- Born: December 15, 1907 Havana, Cuba
- Died: November 19, 1996 (aged 88) Havana, Cuba

= Germán Pinelli =

Cuban journalist and actor

Germán Pinelli (born Germán Piniella Vázquez de Mella on December 15, 1907 – November 19, 1996) was a Cuban journalist and actor.

==Biography==
Pinelli's voice was first heard on the radio waves when he was 14 years old, and a student at the prestigious Colegio de Belén for boys, run by the Jesuits. The Freemasons were raising funds for their orphanage, La Misericordia, by putting on a show at the Campoamor Theater, and they invited young Pinelli to sing.

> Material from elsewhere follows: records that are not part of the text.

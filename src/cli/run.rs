//! Run 命令 - 从 stdin 读取 JSON Lines 事件流

use super::bootstrap::build_bus;
use crate::config::NotifyConfig;
use anyhow::Result;
use clap::Args;
use tokio::io::BufReader;

/// Run 命令参数
#[derive(Args)]
pub struct RunArgs {
    /// 只打印不推送
    #[arg(long)]
    pub dry_run: bool,
}

/// 处理 run 命令，直到 stdin 关闭
pub async fn handle_run(args: RunArgs) -> Result<()> {
    let bus = build_bus(NotifyConfig::load(), args.dry_run)?;
    bus.run(BufReader::new(tokio::io::stdin())).await?;
    Ok(())
}
//! OMP Gotify Notify - 把 coding agent 的生命周期事件推送到 Gotify

pub mod cli;
pub mod config;
pub mod hooks;
pub mod notification;
pub mod text;

pub use config::{NotifyConfig, SummarizerConfig};
pub use hooks::{
    AutoRetryEndEvent, EventBus, HostEnvelope, HostEventHandler, HostEventKind, JsonLinesBus,
    NotifyHooks, SessionContext, StaticSession, ToolCallEvent, TurnEndEvent,
};
pub use notification::{
    GotifyChannel, GotifyConfig, LlmSummarizer, NotificationChannel, NotificationDispatcher,
    NotificationEvent, NotificationEventType, SendResult, TextSummarizer,
};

Thirty years later, his face would be the first to appear on Cuban television screens. Pinelli studied piano and guitar and was a musician with the Orchestra Palau. He won a scholarship to study bel canto in Italy, but never received the funds, so he remained in Cuba and studied theater with his sister, Soledad. When he first approached Goar Mestre, the CEO of CMQ Radio and Television studios, for a job, he was told “he did not have the voice for radio.”

The turning point in young Pinelli's journalistic career came with his live coverage of the fight between two rival gangs on the corner of Orfila Street. There, lying on the floor, he reported the bloodbath. After that, his place in Cuban Journalism was secured. This incident began his long and illustrious career.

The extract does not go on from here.